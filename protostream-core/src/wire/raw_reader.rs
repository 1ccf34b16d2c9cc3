//! Low-level Protocol Buffers input.

use std::io::Cursor;

use bytes::Buf;

use super::{
    decode_zig_zag_32, decode_zig_zag_64, tag_field_number, tag_wire_type, WireType,
    MAX_VARINT_LEN,
};
use crate::error::{ProtoStreamError, Result};

/// A bounded reader of raw wire format values.
///
/// The reader never looks past the end of the range it was created over, and
/// every read that would do so fails with
/// [`ProtoStreamError::MalformedWireData`]. Length-delimited values are
/// returned as borrowed sub-slices of the input.
#[derive(Debug)]
pub struct RawProtoStreamReader<'a> {
    cursor: Cursor<&'a [u8]>,
}

impl<'a> RawProtoStreamReader<'a> {
    /// Creates a new reader over the whole byte slice.
    pub fn new(data: &'a [u8]) -> Self {
        Self {
            cursor: Cursor::new(data),
        }
    }

    /// Creates a reader over `length` bytes of `data` starting at `offset`.
    pub fn from_range(data: &'a [u8], offset: usize, length: usize) -> Result<Self> {
        let end = offset
            .checked_add(length)
            .filter(|&end| end <= data.len())
            .ok_or_else(|| {
                ProtoStreamError::malformed(format!(
                    "range {}+{} exceeds input of {} bytes",
                    offset,
                    length,
                    data.len()
                ))
            })?;
        let mut cursor = Cursor::new(&data[..end]);
        cursor.set_position(offset as u64);
        Ok(Self { cursor })
    }

    /// Returns the number of bytes remaining to be read.
    pub fn remaining(&self) -> usize {
        self.cursor.remaining()
    }

    /// Returns the current position in the underlying slice.
    pub fn position(&self) -> usize {
        self.cursor.position() as usize
    }

    /// Returns true once every byte in range has been consumed.
    pub fn is_at_end(&self) -> bool {
        !self.cursor.has_remaining()
    }

    fn ensure_remaining(&self, n: usize) -> Result<()> {
        if self.cursor.remaining() < n {
            Err(ProtoStreamError::malformed(format!(
                "truncated input: need {} bytes, have {}",
                n,
                self.cursor.remaining()
            )))
        } else {
            Ok(())
        }
    }

    /// Reads the next tag, or returns 0 at the end of the input.
    pub fn read_tag(&mut self) -> Result<u32> {
        if self.is_at_end() {
            return Ok(0);
        }
        let tag = self.read_uint64()?;
        let tag = u32::try_from(tag)
            .map_err(|_| ProtoStreamError::malformed(format!("tag out of range: {}", tag)))?;
        if tag_field_number(tag) == 0 {
            return Err(ProtoStreamError::malformed(format!(
                "invalid tag {} with field number zero",
                tag
            )));
        }
        tag_wire_type(tag)?;
        Ok(tag)
    }

    /// Reads a varint of up to ten bytes.
    pub fn read_uint64(&mut self) -> Result<u64> {
        let mut result = 0u64;
        for i in 0..MAX_VARINT_LEN {
            if !self.cursor.has_remaining() {
                return Err(ProtoStreamError::malformed("truncated varint"));
            }
            let byte = self.cursor.get_u8();
            result |= u64::from(byte & 0x7F) << (7 * i);
            if byte & 0x80 == 0 {
                return Ok(result);
            }
        }
        Err(ProtoStreamError::malformed("varint longer than 10 bytes"))
    }

    /// Reads a varint and truncates it to 32 bits.
    pub fn read_uint32(&mut self) -> Result<u32> {
        Ok(self.read_uint64()? as u32)
    }

    /// Reads an `int32` value.
    pub fn read_int32(&mut self) -> Result<i32> {
        Ok(self.read_uint64()? as i32)
    }

    /// Reads an `int64` value.
    pub fn read_int64(&mut self) -> Result<i64> {
        Ok(self.read_uint64()? as i64)
    }

    /// Reads a zig-zag encoded `sint32` value.
    pub fn read_sint32(&mut self) -> Result<i32> {
        Ok(decode_zig_zag_32(self.read_uint32()?))
    }

    /// Reads a zig-zag encoded `sint64` value.
    pub fn read_sint64(&mut self) -> Result<i64> {
        Ok(decode_zig_zag_64(self.read_uint64()?))
    }

    /// Reads four little-endian bytes.
    pub fn read_fixed32(&mut self) -> Result<u32> {
        self.ensure_remaining(4)?;
        Ok(self.cursor.get_u32_le())
    }

    /// Reads eight little-endian bytes.
    pub fn read_fixed64(&mut self) -> Result<u64> {
        self.ensure_remaining(8)?;
        Ok(self.cursor.get_u64_le())
    }

    /// Reads an `sfixed32` value.
    pub fn read_sfixed32(&mut self) -> Result<i32> {
        Ok(self.read_fixed32()? as i32)
    }

    /// Reads an `sfixed64` value.
    pub fn read_sfixed64(&mut self) -> Result<i64> {
        Ok(self.read_fixed64()? as i64)
    }

    /// Reads a `float` value.
    pub fn read_float(&mut self) -> Result<f32> {
        Ok(f32::from_bits(self.read_fixed32()?))
    }

    /// Reads a `double` value.
    pub fn read_double(&mut self) -> Result<f64> {
        Ok(f64::from_bits(self.read_fixed64()?))
    }

    /// Reads a `bool` value; any non-zero varint is `true`.
    pub fn read_bool(&mut self) -> Result<bool> {
        Ok(self.read_uint64()? != 0)
    }

    /// Reads an enum number.
    pub fn read_enum(&mut self) -> Result<i32> {
        self.read_int32()
    }

    /// Reads the given number of raw bytes.
    pub fn read_raw_bytes(&mut self, len: usize) -> Result<&'a [u8]> {
        self.ensure_remaining(len)?;
        let data: &'a [u8] = *self.cursor.get_ref();
        let start = self.position();
        self.cursor.advance(len);
        Ok(&data[start..start + len])
    }

    /// Reads a varint length followed by that many bytes.
    pub fn read_length_delimited(&mut self) -> Result<&'a [u8]> {
        let len = self.read_uint64()?;
        let len = usize::try_from(len)
            .map_err(|_| ProtoStreamError::malformed(format!("length out of range: {}", len)))?;
        self.read_raw_bytes(len)
    }

    /// Reads a length-delimited byte array.
    pub fn read_bytes(&mut self) -> Result<Vec<u8>> {
        Ok(self.read_length_delimited()?.to_vec())
    }

    /// Reads a length-delimited UTF-8 string.
    pub fn read_string(&mut self) -> Result<String> {
        let bytes = self.read_length_delimited()?;
        std::str::from_utf8(bytes)
            .map(str::to_string)
            .map_err(|e| ProtoStreamError::malformed(format!("invalid UTF-8 string: {}", e)))
    }

    /// Reads the body of a group whose start tag was already consumed.
    ///
    /// Returns the bytes between the start tag and the matching end tag and
    /// consumes the end tag. Nested groups are tracked without recursion.
    pub fn read_group_body(&mut self, field_number: u32) -> Result<&'a [u8]> {
        let data: &'a [u8] = *self.cursor.get_ref();
        let start = self.position();
        let mut open = vec![field_number];
        loop {
            let tag_start = self.position();
            let tag = self.read_tag()?;
            if tag == 0 {
                return Err(ProtoStreamError::malformed(format!(
                    "unterminated group for field number {}",
                    field_number
                )));
            }
            let number = tag_field_number(tag);
            match tag_wire_type(tag)? {
                WireType::StartGroup => open.push(number),
                WireType::EndGroup => {
                    let expected = open.pop().unwrap_or_default();
                    if expected != number {
                        return Err(ProtoStreamError::malformed(format!(
                            "end group tag for field {} does not match open group {}",
                            number, expected
                        )));
                    }
                    if open.is_empty() {
                        return Ok(&data[start..tag_start]);
                    }
                }
                wire_type => self.skip_value(wire_type)?,
            }
        }
    }

    /// Skips a field whose tag was already consumed.
    pub fn skip_field(&mut self, tag: u32) -> Result<()> {
        match tag_wire_type(tag)? {
            WireType::StartGroup => self.read_group_body(tag_field_number(tag)).map(|_| ()),
            WireType::EndGroup => Err(ProtoStreamError::malformed(format!(
                "unexpected end group tag for field {}",
                tag_field_number(tag)
            ))),
            wire_type => self.skip_value(wire_type),
        }
    }

    fn skip_value(&mut self, wire_type: WireType) -> Result<()> {
        match wire_type {
            WireType::Varint => self.read_uint64().map(|_| ()),
            WireType::Fixed64 => self.read_raw_bytes(8).map(|_| ()),
            WireType::LengthDelimited => self.read_length_delimited().map(|_| ()),
            WireType::Fixed32 => self.read_raw_bytes(4).map(|_| ()),
            WireType::StartGroup | WireType::EndGroup => Err(ProtoStreamError::malformed(
                "group markers cannot be skipped as plain values",
            )),
        }
    }
}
───
Work to be completed: Starting at the first line of the records, print each line exactly, stopping after the line that contains "has been consumed.".

Written answer:
filename protostream-core/src/wire/raw_reader.rs
repository 1ccf34b16d2c9cc3
//! Low-level Protocol Buffers input.

use std::io::Cursor;

use bytes::Buf;

use super::{
    decode_zig_zag_32, decode_zig_zag_64, tag_field_number, tag_wire_type, WireType,
    MAX_VARINT_LEN,
};
use crate::error::{ProtoStreamError, Result};

/// A bounded reader of raw wire format values.
///
/// The reader never looks past the end of the range it was created over, and
/// every read that would do so fails with
/// [`ProtoStreamError::MalformedWireData`]. Length-delimited values are
/// returned as borrowed sub-slices of the input.
#[derive(Debug)]
pub struct RawProtoStreamReader<'a> {
    cursor: Cursor<&'a [u8]>,
}

impl<'a> RawProtoStreamReader<'a> {
    /// Creates a new reader over the whole byte slice.
    pub fn new(data: &'a [u8]) -> Self {
        Self {
            cursor: Cursor::new(data),
        }
    }

    /// Creates a reader over `length` bytes of `data` starting at `offset`.
    pub fn from_range(data: &'a [u8], offset: usize, length: usize) -> Result<Self> {
        let end = offset
            .checked_add(length)
            .filter(|&end| end <= data.len())
            .ok_or_else(|| {
                ProtoStreamError::malformed(format!(
                    "range {}+{} exceeds input of {} bytes",
                    offset,
                    length,
                    data.len()
                ))
            })?;
        let mut cursor = Cursor::new(&data[..end]);
        cursor.set_position(offset as u64);
        Ok(Self { cursor })
    }

    /// Returns the number of bytes remaining to be read.
    pub fn remaining(&self) -> usize {
        self.cursor.remaining()
    }

    /// Returns the current position in the underlying slice.
    pub fn position(&self) -> usize {
        self.cursor.position() as usize
    }

    /// Returns true once every byte in range has been consumed.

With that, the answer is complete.